BEGIN EXCERPTED DATA
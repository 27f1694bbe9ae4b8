//! Leave-workflow endpoints.

use serde_json::json;

use crate::dto::{LeaveBalance, LeaveRequest, LeaveStatus, NewLeaveRequest};
use crate::error::ApiResult;
use crate::gateway::ApiGateway;

impl ApiGateway {
    /// `GET /leave/my-balances`.
    pub async fn my_leave_balances(&self) -> ApiResult<Vec<LeaveBalance>> {
        self.get_json("/leave/my-balances").await
    }

    /// `GET /leave/my-requests`.
    pub async fn my_leave_requests(&self) -> ApiResult<Vec<LeaveRequest>> {
        self.get_json("/leave/my-requests").await
    }

    /// `POST /leave/requests`.
    pub async fn submit_leave_request(&self, request: &NewLeaveRequest) -> ApiResult<LeaveRequest> {
        self.post_json("/leave/requests", request).await
    }

    /// `GET /leave/requests/pending`.
    pub async fn pending_leave_requests(&self) -> ApiResult<Vec<LeaveRequest>> {
        self.get_json("/leave/requests/pending").await
    }

    /// `PUT /leave/requests/{id}/status`. Approval policy lives on the
    /// server; this is a plain status write.
    pub async fn update_leave_request_status(
        &self,
        request_id: i64,
        status: LeaveStatus,
    ) -> ApiResult<LeaveRequest> {
        self.put_json(
            &format!("/leave/requests/{request_id}/status"),
            &json!({ "status": status }),
        )
        .await
    }
}
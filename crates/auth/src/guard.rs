//! Access policy for protected routes.

use crate::{Principal, Role};

/// Required role set for a protected route subtree.
///
/// Stateless: defined once per subtree, evaluated per navigation against
/// the current principal, never mutated.
#[derive(Debug, Clone, Copy, PartialEq, Eq)]
pub struct RouteGuard {
    required: &'static [Role],
}

impl RouteGuard {
    pub const fn new(required: &'static [Role]) -> Self {
        Self { required }
    }

    pub fn required(&self) -> &'static [Role] {
        self.required
    }

    pub fn check(&self, principal: Option<&Principal>) -> GuardOutcome {
        decide(principal, self.required)
    }
}

/// Navigational outcome for a guarded route.
#[derive(Debug, Clone, Copy, PartialEq, Eq)]
pub enum GuardOutcome {
    /// Render the requested destination.
    Render,
    /// Send the visitor to the login entry point.
    ///
    /// There is deliberately no separate "forbidden" outcome: an
    /// authenticated principal with the wrong role collapses into the same
    /// redirect as an unauthenticated visitor.
    RedirectToLogin,
    /// Send the visitor to the forced password-reset entry point.
    RedirectToPasswordReset,
}

/// Decide the outcome of navigating to a route guarded by `required`.
///
/// Evaluated in order: absent principal redirects to login; a principal
/// whose roles do not intersect `required` redirects to login; a
/// first-time login redirects to password reset; otherwise render.
///
/// The role check runs before the first-login check: a principal lacking
/// every required role must never reach the reset page through a protected
/// subtree.
///
/// - No IO
/// - No panics
pub fn decide(principal: Option<&Principal>, required: &[Role]) -> GuardOutcome {
    let Some(principal) = principal else {
        return GuardOutcome::RedirectToLogin;
    };

    if !principal.has_any_role(required) {
        return GuardOutcome::RedirectToLogin;
    }

    if principal.first_time_login {
        return GuardOutcome::RedirectToPasswordReset;
    }

    GuardOutcome::Render
}

#[cfg(test)]
mod tests {
    use super::*;
    use proptest::prelude::*;

    fn principal(roles: Vec<Role>, first_time_login: bool) -> Principal {
        Principal {
            token: "t1".to_string(),
            username: "jdoe".to_string(),
            email: None,
            roles,
            first_time_login,
        }
    }

    #[test]
    fn absent_principal_redirects_to_login() {
        assert_eq!(
            decide(None, &[Role::Admin]),
            GuardOutcome::RedirectToLogin
        );
        assert_eq!(
            decide(None, &[Role::Hr, Role::Manager]),
            GuardOutcome::RedirectToLogin
        );
    }

    #[test]
    fn disjoint_roles_redirect_to_login() {
        let p = principal(vec![Role::Employee], false);
        assert_eq!(
            decide(Some(&p), &[Role::Admin]),
            GuardOutcome::RedirectToLogin
        );
    }

    #[test]
    fn empty_role_set_is_never_authorized() {
        let p = principal(vec![], false);
        assert_eq!(
            decide(Some(&p), &[Role::Employee]),
            GuardOutcome::RedirectToLogin
        );
    }

    #[test]
    fn matching_role_renders() {
        let p = principal(vec![Role::Manager], false);
        assert_eq!(
            decide(Some(&p), &[Role::Hr, Role::Manager]),
            GuardOutcome::Render
        );
    }

    #[test]
    fn first_login_takes_precedence_over_render() {
        let p = principal(vec![Role::Admin], true);
        assert_eq!(
            decide(Some(&p), &[Role::Admin]),
            GuardOutcome::RedirectToPasswordReset
        );
    }

    #[test]
    fn role_check_runs_before_first_login_check() {
        // A first-time principal with the wrong role must not see the reset
        // page through this subtree.
        let p = principal(vec![Role::Employee], true);
        assert_eq!(
            decide(Some(&p), &[Role::Admin]),
            GuardOutcome::RedirectToLogin
        );
    }

    #[test]
    fn guard_descriptor_delegates_to_decide() {
        const GUARD: RouteGuard = RouteGuard::new(&[Role::Admin]);

        let p = principal(vec![Role::Admin], false);
        assert_eq!(GUARD.check(Some(&p)), GuardOutcome::Render);
        assert_eq!(GUARD.check(None), GuardOutcome::RedirectToLogin);
    }

    fn role_subset() -> impl Strategy<Value = Vec<Role>> {
        prop::sample::subsequence(Role::ALL.to_vec(), 0..=Role::ALL.len())
    }

    proptest! {
        /// For any principal whose roles are disjoint from the required set
        /// (including the empty set), the guard redirects to login, whatever
        /// the first-login flag says.
        #[test]
        fn disjoint_roles_always_redirect_to_login(
            held in role_subset(),
            required in role_subset(),
            first_time_login in any::<bool>(),
        ) {
            prop_assume!(!required.iter().any(|r| held.contains(r)));

            let p = principal(held, first_time_login);
            prop_assert_eq!(decide(Some(&p), &required), GuardOutcome::RedirectToLogin);
        }

        /// For any principal with an intersecting role set and the
        /// first-login flag set, the guard redirects to password reset.
        #[test]
        fn first_login_with_matching_roles_always_redirects_to_reset(
            held in role_subset(),
            required in role_subset(),
        ) {
            prop_assume!(required.iter().any(|r| held.contains(r)));

            let p = principal(held, true);
            prop_assert_eq!(decide(Some(&p), &required), GuardOutcome::RedirectToPasswordReset);
        }

        /// Intersecting roles without the first-login flag always render.
        #[test]
        fn matching_roles_without_first_login_always_render(
            held in role_subset(),
            required in role_subset(),
        ) {
            prop_assume!(required.iter().any(|r| held.contains(r)));

            let p = principal(held, false);
            prop_assert_eq!(decide(Some(&p), &required), GuardOutcome::Render);
        }
    }
}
END EXCERPTED DATA
* [DIRECTIONS]
Copy out the entries in full, exactly as they appear.

* [REPLY TO THE EXERCISE]
repository 27f1694bbe9ae4b8
//! Leave-workflow endpoints.

use serde_json::json;

use crate::dto::{LeaveBalance, LeaveRequest, LeaveStatus, NewLeaveRequest};
use crate::error::ApiResult;
use crate::gateway::ApiGateway;

impl ApiGateway {
    /// `GET /leave/my-balances`.
    pub async fn my_leave_balances(&self) -> ApiResult<Vec<LeaveBalance>> {
        self.get_json("/leave/my-balances").await
    }

    /// `GET /leave/my-requests`.
    pub async fn my_leave_requests(&self) -> ApiResult<Vec<LeaveRequest>> {
        self.get_json("/leave/my-requests").await
    }

    /// `POST /leave/requests`.
    pub async fn submit_leave_request(&self, request: &NewLeaveRequest) -> ApiResult<LeaveRequest> {
        self.post_json("/leave/requests", request).await
    }

    /// `GET /leave/requests/pending`.
    pub async fn pending_leave_requests(&self) -> ApiResult<Vec<LeaveRequest>> {
        self.get_json("/leave/requests/pending").await
    }

    /// `PUT /leave/requests/{id}/status`. Approval policy lives on the
    /// server; this is a plain status write.
    pub async fn update_leave_request_status(
        &self,
        request_id: i64,
        status: LeaveStatus,
    ) -> ApiResult<LeaveRequest> {
        self.put_json(
            &format!("/leave/requests/{request_id}/status"),
            &json!({ "status": status }),
        )
        .await
    }
}
filename crates/auth/src/guard.rs
//! Access policy for protected routes.

use crate::{Principal, Role};

/// Required role set for a protected route subtree.
///
/// Stateless: defined once per subtree, evaluated per navigation against
/// the current principal, never mutated.
#[derive(Debug, Clone, Copy, PartialEq, Eq)]
pub struct RouteGuard {
    required: &'static [Role],
}

impl RouteGuard {
    pub const fn new(required: &'static [Role]) -> Self {
        Self { required }
    }

    pub fn required(&self) -> &'static [Role] {
        self.required
    }

    pub fn check(&self, principal: Option<&Principal>) -> GuardOutcome {
        decide(principal, self.required)
    }
}

/// Navigational outcome for a guarded route.
#[derive(Debug, Clone, Copy, PartialEq, Eq)]
pub enum GuardOutcome {
    /// Render the requested destination.
    Render,
    /// Send the visitor to the login entry point.
    ///
    /// There is deliberately no separate "forbidden" outcome: an
    /// authenticated principal with the wrong role collapses into the same
    /// redirect as an unauthenticated visitor.
    RedirectToLogin,
    /// Send the visitor to the forced password-reset entry point.
    RedirectToPasswordReset,
}

/// Decide the outcome of navigating to a route guarded by `required`.
///
/// Evaluated in order: absent principal redirects to login; a principal
/// whose roles do not intersect `required` redirects to login; a
/// first-time login redirects to password reset; otherwise render.
///
/// The role check runs before the first-login check: a principal lacking
/// every required role must never reach the reset page through a protected
/// subtree.
///
/// - No IO
/// - No panics
pub fn decide(principal: Option<&Principal>, required: &[Role]) -> GuardOutcome {
    let Some(principal) = principal else {
        return GuardOutcome::RedirectToLogin;
    };

    if !principal.has_any_role(required) {
        return GuardOutcome::RedirectToLogin;
    }

    if principal.first_time_login {
        return GuardOutcome::RedirectToPasswordReset;
    }

    GuardOutcome::Render
}

#[cfg(test)]
mod tests {
    use super::*;
    use proptest::prelude::*;

    fn principal(roles: Vec<Role>, first_time_login: bool) -> Principal {
        Principal {
            token: "t1".to_string(),
            username: "jdoe".to_string(),
            email: None,
            roles,
            first_time_login,
        }
    }

    #[test]
    fn absent_principal_redirects_to_login() {
        assert_eq!(
            decide(None, &[Role::Admin]),
            GuardOutcome::RedirectToLogin
        );
        assert_eq!(
            decide(None, &[Role::Hr, Role::Manager]),
            GuardOutcome::RedirectToLogin
        );
    }

    #[test]
    fn disjoint_roles_redirect_to_login() {
        let p = principal(vec![Role::Employee], false);
        assert_eq!(
            decide(Some(&p), &[Role::Admin]),
            GuardOutcome::RedirectToLogin
        );
    }

    #[test]
    fn empty_role_set_is_never_authorized() {
        let p = principal(vec![], false);
        assert_eq!(
            decide(Some(&p), &[Role::Employee]),
            GuardOutcome::RedirectToLogin
        );
    }

    #[test]
    fn matching_role_renders() {
        let p = principal(vec![Role::Manager], false);
        assert_eq!(
            decide(Some(&p), &[Role::Hr, Role::Manager]),
            GuardOutcome::Render
        );
    }

    #[test]
    fn first_login_takes_precedence_over_render() {
        let p = principal(vec![Role::Admin], true);
        assert_eq!(
            decide(Some(&p), &[Role::Admin]),
            GuardOutcome::RedirectToPasswordReset
        );
    }

    #[test]
    fn role_check_runs_before_first_login_check() {
        // A first-time principal with the wrong role must not see the reset
        // page through this subtree.
        let p = principal(vec![Role::Employee], true);
        assert_eq!(
            decide(Some(&p), &[Role::Admin]),
            GuardOutcome::RedirectToLogin
        );
    }

    #[test]
    fn guard_descriptor_delegates_to_decide() {
        const GUARD: RouteGuard = RouteGuard::new(&[Role::Admin]);

        let p = principal(vec![Role::Admin], false);
        assert_eq!(GUARD.check(Some(&p)), GuardOutcome::Render);
        assert_eq!(GUARD.check(None), GuardOutcome::RedirectToLogin);
    }

    fn role_subset() -> impl Strategy<Value = Vec<Role>> {
        prop::sample::subsequence(Role::ALL.to_vec(), 0..=Role::ALL.len())
    }

    proptest! {
        /// For any principal whose roles are disjoint from the required set
        /// (including the empty set), the guard redirects to login, whatever
        /// the first-login flag says.
        #[test]
        fn disjoint_roles_always_redirect_to_login(
            held in role_subset(),
            required in role_subset(),
            first_time_login in any::<bool>(),
        ) {
            prop_assume!(!required.iter().any(|r| held.contains(r)));

            let p = principal(held, first_time_login);
            prop_assert_eq!(decide(Some(&p), &required), GuardOutcome::RedirectToLogin);
        }

        /// For any principal with an intersecting role set and the
        /// first-login flag set, the guard redirects to password reset.
        #[test]
        fn first_login_with_matching_roles_always_redirects_to_reset(
            held in role_subset(),
            required in role_subset(),
        ) {
            prop_assume!(required.iter().any(|r| held.contains(r)));

            let p = principal(held, true);
            prop_assert_eq!(decide(Some(&p), &required), GuardOutcome::RedirectToPasswordReset);
        }

        /// Intersecting roles without the first-login flag always render.
        #[test]
        fn matching_roles_without_first_login_always_render(
            held in role_subset(),
            required in role_subset(),
        ) {
            prop_assume!(required.iter().any(|r| held.contains(r)));

            let p = principal(held, false);
            prop_assert_eq!(decide(Some(&p), &required), GuardOutcome::Render);
        }
    }
}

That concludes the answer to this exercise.